Goal of the exercise: Wherever the string "DMatrix" shows up in the data below, copy the whole line.

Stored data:
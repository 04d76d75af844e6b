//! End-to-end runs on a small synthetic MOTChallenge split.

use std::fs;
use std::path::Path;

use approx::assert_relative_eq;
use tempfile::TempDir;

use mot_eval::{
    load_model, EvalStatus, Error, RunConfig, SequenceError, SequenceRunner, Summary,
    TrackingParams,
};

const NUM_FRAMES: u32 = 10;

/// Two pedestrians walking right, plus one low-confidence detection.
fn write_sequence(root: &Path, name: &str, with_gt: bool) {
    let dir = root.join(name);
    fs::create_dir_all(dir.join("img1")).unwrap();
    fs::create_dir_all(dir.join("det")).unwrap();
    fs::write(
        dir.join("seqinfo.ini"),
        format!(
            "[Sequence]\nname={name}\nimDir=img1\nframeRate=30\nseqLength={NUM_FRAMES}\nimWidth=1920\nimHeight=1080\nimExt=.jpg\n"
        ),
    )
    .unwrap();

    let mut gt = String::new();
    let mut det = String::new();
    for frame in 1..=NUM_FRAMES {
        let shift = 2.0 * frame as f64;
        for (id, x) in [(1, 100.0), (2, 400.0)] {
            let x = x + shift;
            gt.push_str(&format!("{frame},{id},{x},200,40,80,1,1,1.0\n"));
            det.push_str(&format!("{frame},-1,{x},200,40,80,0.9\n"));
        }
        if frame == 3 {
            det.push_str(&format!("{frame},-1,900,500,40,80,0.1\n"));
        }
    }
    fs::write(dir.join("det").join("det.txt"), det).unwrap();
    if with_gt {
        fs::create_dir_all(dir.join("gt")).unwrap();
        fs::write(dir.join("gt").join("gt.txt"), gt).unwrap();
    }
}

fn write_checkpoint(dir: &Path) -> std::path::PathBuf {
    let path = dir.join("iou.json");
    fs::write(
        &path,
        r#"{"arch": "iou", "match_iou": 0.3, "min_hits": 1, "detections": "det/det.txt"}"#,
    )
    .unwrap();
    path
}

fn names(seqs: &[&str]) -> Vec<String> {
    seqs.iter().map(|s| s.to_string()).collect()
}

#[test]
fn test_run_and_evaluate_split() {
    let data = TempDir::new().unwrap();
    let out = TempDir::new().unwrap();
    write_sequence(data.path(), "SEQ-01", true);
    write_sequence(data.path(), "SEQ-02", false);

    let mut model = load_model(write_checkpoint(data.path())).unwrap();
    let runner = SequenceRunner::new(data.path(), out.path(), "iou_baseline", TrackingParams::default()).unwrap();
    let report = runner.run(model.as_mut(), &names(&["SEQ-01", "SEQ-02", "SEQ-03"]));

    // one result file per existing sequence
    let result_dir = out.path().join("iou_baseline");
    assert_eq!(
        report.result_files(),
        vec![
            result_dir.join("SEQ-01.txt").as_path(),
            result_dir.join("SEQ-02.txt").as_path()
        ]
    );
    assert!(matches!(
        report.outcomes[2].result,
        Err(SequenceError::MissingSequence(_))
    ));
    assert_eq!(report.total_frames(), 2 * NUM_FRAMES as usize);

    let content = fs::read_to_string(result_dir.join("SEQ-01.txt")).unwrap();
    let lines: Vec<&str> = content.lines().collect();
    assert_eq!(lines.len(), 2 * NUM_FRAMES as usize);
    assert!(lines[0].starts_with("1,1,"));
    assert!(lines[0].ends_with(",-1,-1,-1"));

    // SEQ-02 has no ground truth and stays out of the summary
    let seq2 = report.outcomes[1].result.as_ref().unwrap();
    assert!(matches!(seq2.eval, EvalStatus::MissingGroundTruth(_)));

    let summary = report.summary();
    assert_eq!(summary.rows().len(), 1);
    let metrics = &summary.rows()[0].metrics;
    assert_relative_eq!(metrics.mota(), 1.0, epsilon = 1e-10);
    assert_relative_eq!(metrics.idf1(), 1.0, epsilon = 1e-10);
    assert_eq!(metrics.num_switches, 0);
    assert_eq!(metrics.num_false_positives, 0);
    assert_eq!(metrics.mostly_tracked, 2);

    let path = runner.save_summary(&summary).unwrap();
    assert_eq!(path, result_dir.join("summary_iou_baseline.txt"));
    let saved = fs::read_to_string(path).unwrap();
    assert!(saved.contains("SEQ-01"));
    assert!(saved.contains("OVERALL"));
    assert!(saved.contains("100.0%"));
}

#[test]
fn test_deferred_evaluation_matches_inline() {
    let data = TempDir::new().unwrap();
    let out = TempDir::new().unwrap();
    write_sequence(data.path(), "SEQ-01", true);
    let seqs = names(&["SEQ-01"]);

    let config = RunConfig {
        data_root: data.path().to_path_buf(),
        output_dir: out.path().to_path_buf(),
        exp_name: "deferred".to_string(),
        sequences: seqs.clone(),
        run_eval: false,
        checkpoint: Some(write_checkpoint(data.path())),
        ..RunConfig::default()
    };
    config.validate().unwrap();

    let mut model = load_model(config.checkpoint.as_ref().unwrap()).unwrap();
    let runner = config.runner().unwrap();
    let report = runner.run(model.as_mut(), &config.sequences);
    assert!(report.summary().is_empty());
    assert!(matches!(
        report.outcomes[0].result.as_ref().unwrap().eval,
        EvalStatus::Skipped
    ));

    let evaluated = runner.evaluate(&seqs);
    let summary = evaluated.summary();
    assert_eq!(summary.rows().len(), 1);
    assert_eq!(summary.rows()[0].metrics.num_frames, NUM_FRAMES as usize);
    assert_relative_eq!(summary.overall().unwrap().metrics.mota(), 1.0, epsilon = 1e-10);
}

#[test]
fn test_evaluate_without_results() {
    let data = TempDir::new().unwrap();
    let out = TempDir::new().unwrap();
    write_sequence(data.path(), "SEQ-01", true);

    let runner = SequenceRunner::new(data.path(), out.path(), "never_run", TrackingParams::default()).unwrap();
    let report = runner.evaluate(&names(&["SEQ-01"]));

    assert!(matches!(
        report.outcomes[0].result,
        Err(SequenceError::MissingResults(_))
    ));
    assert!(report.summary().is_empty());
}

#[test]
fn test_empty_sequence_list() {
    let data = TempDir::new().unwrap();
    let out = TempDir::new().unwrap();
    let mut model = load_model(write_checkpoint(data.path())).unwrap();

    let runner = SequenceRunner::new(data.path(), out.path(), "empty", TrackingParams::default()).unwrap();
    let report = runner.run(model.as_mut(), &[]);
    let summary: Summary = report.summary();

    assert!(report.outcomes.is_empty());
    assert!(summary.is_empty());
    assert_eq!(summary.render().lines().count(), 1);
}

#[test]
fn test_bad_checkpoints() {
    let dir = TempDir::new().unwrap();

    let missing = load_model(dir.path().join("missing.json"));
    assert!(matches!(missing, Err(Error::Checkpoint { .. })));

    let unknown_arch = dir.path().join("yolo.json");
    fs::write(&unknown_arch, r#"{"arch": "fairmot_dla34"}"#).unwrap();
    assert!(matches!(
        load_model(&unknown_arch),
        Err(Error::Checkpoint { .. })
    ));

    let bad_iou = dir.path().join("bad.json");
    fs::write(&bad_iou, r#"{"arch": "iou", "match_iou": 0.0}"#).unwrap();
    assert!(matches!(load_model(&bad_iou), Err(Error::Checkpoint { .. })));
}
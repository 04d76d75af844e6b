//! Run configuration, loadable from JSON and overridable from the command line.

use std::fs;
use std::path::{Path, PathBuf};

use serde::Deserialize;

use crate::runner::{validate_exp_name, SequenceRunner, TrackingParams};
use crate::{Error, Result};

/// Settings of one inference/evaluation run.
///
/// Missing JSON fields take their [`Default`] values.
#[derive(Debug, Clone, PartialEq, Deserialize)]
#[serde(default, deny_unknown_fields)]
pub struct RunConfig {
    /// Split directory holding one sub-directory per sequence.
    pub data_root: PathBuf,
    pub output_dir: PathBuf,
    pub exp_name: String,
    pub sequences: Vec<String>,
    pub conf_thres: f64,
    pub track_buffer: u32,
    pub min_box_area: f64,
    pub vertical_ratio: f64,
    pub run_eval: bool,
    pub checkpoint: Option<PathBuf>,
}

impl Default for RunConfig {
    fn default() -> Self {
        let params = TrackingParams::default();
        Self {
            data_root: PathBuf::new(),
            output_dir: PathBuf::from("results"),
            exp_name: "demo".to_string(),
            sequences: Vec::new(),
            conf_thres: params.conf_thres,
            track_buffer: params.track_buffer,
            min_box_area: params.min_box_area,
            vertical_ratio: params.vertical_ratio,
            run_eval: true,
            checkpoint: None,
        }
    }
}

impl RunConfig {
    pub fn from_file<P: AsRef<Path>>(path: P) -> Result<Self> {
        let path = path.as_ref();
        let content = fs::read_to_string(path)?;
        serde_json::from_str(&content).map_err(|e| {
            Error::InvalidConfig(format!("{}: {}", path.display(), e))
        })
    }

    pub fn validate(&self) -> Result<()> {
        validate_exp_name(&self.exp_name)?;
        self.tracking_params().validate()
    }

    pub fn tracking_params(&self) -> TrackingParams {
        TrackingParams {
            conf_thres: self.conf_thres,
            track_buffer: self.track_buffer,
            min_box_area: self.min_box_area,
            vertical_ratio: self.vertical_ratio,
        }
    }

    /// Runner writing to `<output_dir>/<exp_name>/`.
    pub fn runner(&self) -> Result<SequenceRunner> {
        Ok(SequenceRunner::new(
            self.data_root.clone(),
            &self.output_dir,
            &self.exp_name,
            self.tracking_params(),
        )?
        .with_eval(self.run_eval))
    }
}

...

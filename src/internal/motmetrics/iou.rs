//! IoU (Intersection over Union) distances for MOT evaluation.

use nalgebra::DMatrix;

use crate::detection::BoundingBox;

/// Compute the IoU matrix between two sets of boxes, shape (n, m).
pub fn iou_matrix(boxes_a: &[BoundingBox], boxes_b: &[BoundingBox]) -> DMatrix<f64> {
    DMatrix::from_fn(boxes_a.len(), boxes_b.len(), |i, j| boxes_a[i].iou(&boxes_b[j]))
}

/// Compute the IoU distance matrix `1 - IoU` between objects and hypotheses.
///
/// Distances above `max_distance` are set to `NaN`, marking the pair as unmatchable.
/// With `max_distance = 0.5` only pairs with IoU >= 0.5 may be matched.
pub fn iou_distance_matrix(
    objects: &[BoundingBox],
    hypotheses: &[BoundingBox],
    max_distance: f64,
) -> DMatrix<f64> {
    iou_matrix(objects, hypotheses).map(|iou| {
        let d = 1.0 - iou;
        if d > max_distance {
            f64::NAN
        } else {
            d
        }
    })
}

Completed exercise:
use nalgebra::DMatrix;
pub fn iou_matrix(boxes_a: &[BoundingBox], boxes_b: &[BoundingBox]) -> DMatrix<f64> {
    DMatrix::from_fn(boxes_a.len(), boxes_b.len(), |i, j| boxes_a[i].iou(&boxes_b[j]))
) -> DMatrix<f64> {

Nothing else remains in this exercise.